Mais nous n’avons pas borné là notre travail. Nous avons joint aux Remarques des Gramairiens et des Critiques, qui nous ont précédés, un nombre si considérable d’Observations gramaticales et critiques, qu’elles égalent, si elles ne le surpâssent, l’ensemble de toutes celles qu’on troûve répandûes dans les bons Auteurs, qui ont travaillé sur la Langue Française ([1]). Nous ne nous sommes pas contentés de raporter leurs remarques, nous en avons fait quelquefois la critique, avec les égards que méritent des Auteurs si estimables, et qui nous ont été si utiles pour la composition de ce Dictionaire.

Ce n’est donc pas ici un Ouvrage de pure compilation, et nous espérons qu’on ne nous fera pas l’injustice de nous apliquer ce que dit M. l’Abbé de Fontenai, au sujet d’une aûtre production litéraire, que : ” c’est un de ces Livres, fait sur des livres, un de ces livres retournés, qui ne corrigent rien, ne rectifient rien.

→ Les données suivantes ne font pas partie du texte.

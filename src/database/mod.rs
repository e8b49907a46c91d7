pub mod memory;
pub mod postgres;
pub mod store;

pub use memory::MemoryStore;
pub use postgres::PgStore;
pub use store::{ProjectChanges, Store, StoreError};
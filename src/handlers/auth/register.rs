use axum::{extract::State, http::StatusCode, response::Json};
use serde::Deserialize;

use crate::error::ApiError;
use crate::models::Role;
use crate::services::{AuthResponse, AuthService};
use crate::state::AppState;

#[derive(Debug, Deserialize)]
pub struct RegisterRequest {
    pub name: String,
    pub email: String,
    pub password: String,
    pub role: Option<Role>,
}

/// POST /auth/register - Create an account and receive a bearer token
///
/// Role defaults to CLIENT when omitted. Fails with 400 when the email is
/// already registered.
pub async fn register(
    State(state): State<AppState>,
    Json(payload): Json<RegisterRequest>,
) -> Result<(StatusCode, Json<AuthResponse>), ApiError> {
    let service = AuthService::new(state.store);
    let response = service
        .register(payload.name, payload.email, payload.password, payload.role)
        .await?;
    Ok((StatusCode::CREATED, Json(response)))
}
pub mod auth;

pub use auth::{jwt_auth_middleware, AuthUser};
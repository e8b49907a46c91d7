//! Access control decisions for project operations.
//!
//! Every route consults this single decision table instead of re-deriving
//! owner/member checks inline, so read and write rules cannot drift apart.
//! All functions are pure: they are handed an already-loaded project and never
//! touch the store.

use uuid::Uuid;

use crate::models::{Project, Role};

/// Per-project operations subject to the decision table. Listing and creation
/// are not per-project and have their own entry points below.
#[derive(Debug, Clone, Copy, PartialEq, Eq)]
pub enum Action {
    Read,
    Update,
    Delete,
}

/// Outcome of a policy check. The denial reason is a client-safe message.
#[derive(Debug, Clone, Copy, PartialEq, Eq)]
pub enum Decision {
    Allowed,
    Denied(&'static str),
}

impl Decision {
    pub fn is_allowed(&self) -> bool {
        matches!(self, Decision::Allowed)
    }
}

/// Which projects a listing query should return for the actor.
#[derive(Debug, Clone, Copy, PartialEq, Eq)]
pub enum ProjectScope {
    /// Every project (ADMIN).
    All,
    /// Projects the actor owns or is a member of (DESIGNER).
    OwnedOrMember(Uuid),
    /// Projects the actor is a member of (CLIENT).
    MemberOf(Uuid),
}

/// Decide whether `actor_id` with `role` may perform `action` on `project`.
///
/// | Action | ADMIN  | DESIGNER        | CLIENT    |
/// |--------|--------|-----------------|-----------|
/// | Read   | always | owner or member | member    |
/// | Update | always | owner           | never     |
/// | Delete | always | owner           | never     |
pub fn decide(role: Role, actor_id: Uuid, action: Action, project: &Project) -> Decision {
    match (role, action) {
        (Role::Admin, _) => Decision::Allowed,

        (Role::Designer, Action::Read) => {
            if project.is_owner(actor_id) || project.is_member(actor_id) {
                Decision::Allowed
            } else {
                Decision::Denied("Not authorized to access this project")
            }
        }
        (Role::Designer, Action::Update | Action::Delete) => {
            if project.is_owner(actor_id) {
                Decision::Allowed
            } else {
                Decision::Denied("Only the project owner may modify this project")
            }
        }

        (Role::Client, Action::Read) => {
            if project.is_member(actor_id) {
                Decision::Allowed
            } else {
                Decision::Denied("Not authorized to access this project")
            }
        }
        (Role::Client, Action::Update | Action::Delete) => {
            Decision::Denied("Clients may not modify projects")
        }
    }
}

/// Whether the role may create projects. Clients can never own a project, and
/// ownership is only ever assigned to the creator, so creation is restricted
/// to ADMIN and DESIGNER.
pub fn create_allowed(role: Role) -> bool {
    match role {
        Role::Admin | Role::Designer => true,
        Role::Client => false,
    }
}

/// Listing visibility for the actor, consumed by the store's list query.
pub fn list_scope(role: Role, actor_id: Uuid) -> ProjectScope {
    match role {
        Role::Admin => ProjectScope::All,
        Role::Designer => ProjectScope::OwnedOrMember(actor_id),
        Role::Client => ProjectScope::MemberOf(actor_id),
    }
}
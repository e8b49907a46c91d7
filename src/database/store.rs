//! The persistence boundary. Handlers and services receive a `Store` handle
//! explicitly (no process-global client), so tests can swap in the in-memory
//! implementation.

use std::collections::HashSet;

use async_trait::async_trait;
use thiserror::Error;
use uuid::Uuid;

use crate::models::{NewProject, NewUser, Project, User};
use crate::policy::ProjectScope;

/// Errors surfaced by store implementations
#[derive(Debug, Error)]
pub enum StoreError {
    #[error("record not found")]
    NotFound,

    #[error("email already in use")]
    EmailInUse,

    #[error("concurrent modification")]
    Conflict,

    #[error("unknown user: {0}")]
    UnknownUser(Uuid),

    #[error(transparent)]
    Sqlx(#[from] sqlx::Error),
}

/// Field changes for a project update, already merged and reconciled by the
/// lifecycle handler. `None` scalar fields are left as-is.
#[derive(Debug, Clone, Default)]
pub struct ProjectChanges {
    pub name: Option<String>,
    pub description: Option<String>,
    pub status: Option<crate::models::ProjectStatus>,
    pub add_members: HashSet<Uuid>,
    pub remove_members: HashSet<Uuid>,
}

#[async_trait]
pub trait Store: Send + Sync {
    // Users
    async fn create_user(&self, new_user: NewUser) -> Result<User, StoreError>;
    async fn user_by_email(&self, email: &str) -> Result<Option<User>, StoreError>;
    async fn user_by_id(&self, id: Uuid) -> Result<Option<User>, StoreError>;
    async fn users_by_ids(&self, ids: &[Uuid]) -> Result<Vec<User>, StoreError>;

    // Projects
    async fn list_projects(&self, scope: &ProjectScope) -> Result<Vec<Project>, StoreError>;
    async fn project_by_id(&self, id: Uuid) -> Result<Option<Project>, StoreError>;

    /// Persist a new project. Fails with `UnknownUser` if an initial member id
    /// does not exist; nothing is persisted in that case.
    async fn insert_project(&self, new_project: NewProject) -> Result<Project, StoreError>;

    /// Apply an update atomically, guarded by the version the caller loaded.
    /// Fails with `Conflict` if another writer has bumped the version since,
    /// with `NotFound` if the project vanished, and with `UnknownUser` if a
    /// member id to add does not exist. On any failure the project is left
    /// exactly as it was.
    async fn update_project(
        &self,
        id: Uuid,
        expected_version: i64,
        changes: ProjectChanges,
    ) -> Result<Project, StoreError>;

    /// Remove a project and its membership relations. Returns `false` when the
    /// project was already gone.
    async fn delete_project(&self, id: Uuid) -> Result<bool, StoreError>;

    /// Liveness probe for the health endpoint.
    async fn ping(&self) -> Result<(), StoreError>;
}
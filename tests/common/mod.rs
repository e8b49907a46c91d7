#![allow(dead_code)]

use std::sync::Arc;

use anyhow::{Context, Result};
use axum::body::Body;
use axum::http::{header, Method, Request, StatusCode};
use axum::Router;
use serde_json::{json, Value};
use tower::util::ServiceExt;

use atelier_api::app::app;
use atelier_api::database::MemoryStore;
use atelier_api::state::AppState;

/// Build a fresh application over an in-memory store. Each test gets its own
/// instance, so tests never share state.
pub fn test_app() -> Router {
    app(AppState::new(Arc::new(MemoryStore::new())))
}

/// Drive one request through the router and decode the JSON body.
pub async fn send(
    app: &Router,
    method: Method,
    path: &str,
    token: Option<&str>,
    body: Option<Value>,
) -> Result<(StatusCode, Value)> {
    let mut builder = Request::builder().method(method).uri(path);
    if let Some(token) = token {
        builder = builder.header(header::AUTHORIZATION, format!("Bearer {}", token));
    }

    let request = match body {
        Some(json) => builder
            .header(header::CONTENT_TYPE, "application/json")
            .body(Body::from(serde_json::to_vec(&json)?))?,
        None => builder.body(Body::empty())?,
    };

    let response = app.clone().oneshot(request).await?;
    let status = response.status();
    let bytes = axum::body::to_bytes(response.into_body(), usize::MAX).await?;
    let value = if bytes.is_empty() {
        Value::Null
    } else {
        serde_json::from_slice(&bytes)
            .with_context(|| format!("non-JSON body for {} ({})", path, status))?
    };

    Ok((status, value))
}

/// Register an account and return its bearer token plus the user object.
pub async fn register(
    app: &Router,
    name: &str,
    email: &str,
    role: Option<&str>,
) -> Result<(String, Value)> {
    let mut body = json!({
        "name": name,
        "email": email,
        "password": "correct horse battery staple",
    });
    if let Some(role) = role {
        body["role"] = Value::String(role.to_string());
    }

    let (status, json) = send(app, Method::POST, "/auth/register", None, Some(body)).await?;
    anyhow::ensure!(
        status == StatusCode::CREATED,
        "register for {} failed: {} {}",
        email,
        status,
        json
    );

    let token = json["token"]
        .as_str()
        .context("token missing from register response")?
        .to_string();
    Ok((token, json["user"].clone()))
}

pub fn user_id(user: &Value) -> &str {
    user["id"].as_str().unwrap_or_default()
}
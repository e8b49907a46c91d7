//! Membership reconciliation: the minimal add/remove delta between a project's
//! current member set and the desired set from an update request.

use std::collections::HashSet;

use uuid::Uuid;

/// Exact delta to apply to a project's membership. `to_add` and `to_remove`
/// are always disjoint.
#[derive(Debug, Clone, Default, PartialEq, Eq)]
pub struct MembershipDelta {
    pub to_add: HashSet<Uuid>,
    pub to_remove: HashSet<Uuid>,
}

impl MembershipDelta {
    pub fn is_empty(&self) -> bool {
        self.to_add.is_empty() && self.to_remove.is_empty()
    }
}

/// Compute the delta taking `current` to `desired`.
///
/// A `None` desired set means the update omitted the member field entirely, so
/// membership is left untouched (partial-update semantics, not a clear).
/// No validation of the candidate ids happens here; the store rejects unknown
/// users at apply time and persists nothing.
pub fn reconcile(current: &HashSet<Uuid>, desired: Option<&HashSet<Uuid>>) -> MembershipDelta {
    let Some(desired) = desired else {
        return MembershipDelta::default();
    };

    MembershipDelta {
        to_add: desired.difference(current).copied().collect(),
        to_remove: current.difference(desired).copied().collect(),
    }
}
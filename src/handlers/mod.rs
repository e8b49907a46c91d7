pub mod auth;
pub mod projects;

  1. (*) Telles sont les Remarques de MM. de l’Académie Française, de MM. de Port-Royal ; de Regnier des Marais ; Vaugelas, Th. Corneille, Ménage, Bouhours, Andry de Bois-regard., Dangeau, La Touche, des Abbés Girard et Des Fontaines ; du P. Buffier ; de Brossette et St. Marc, comentateurs de Boileau, de Voltaire et Bret ; l’un comentareur de Corneille et l’aûtre de Molière ; de Duclos, Froment, du Marsais, de l’illustre Abbé d’Olivet, à qui la Langue a tant d’obligations, à qui j’en ai moi-même de si essentielles, et dont je dois chérir et respecter toute ma vie le souvenir ; de Restaut, de MM. Beauzée, de Wailli, Harduin, d’Açarq, de Fréron, de MM. les Abbés Grozier et Royou, de M. Geofroi et des aûtres Auteurs de l’Année Littéraire ; de M. l’Abbé Roubaud, Auteur des nouveaux Synonymes François, des Auteurs du Mercùre, et de ceux du Journal de Paris, etc. etc.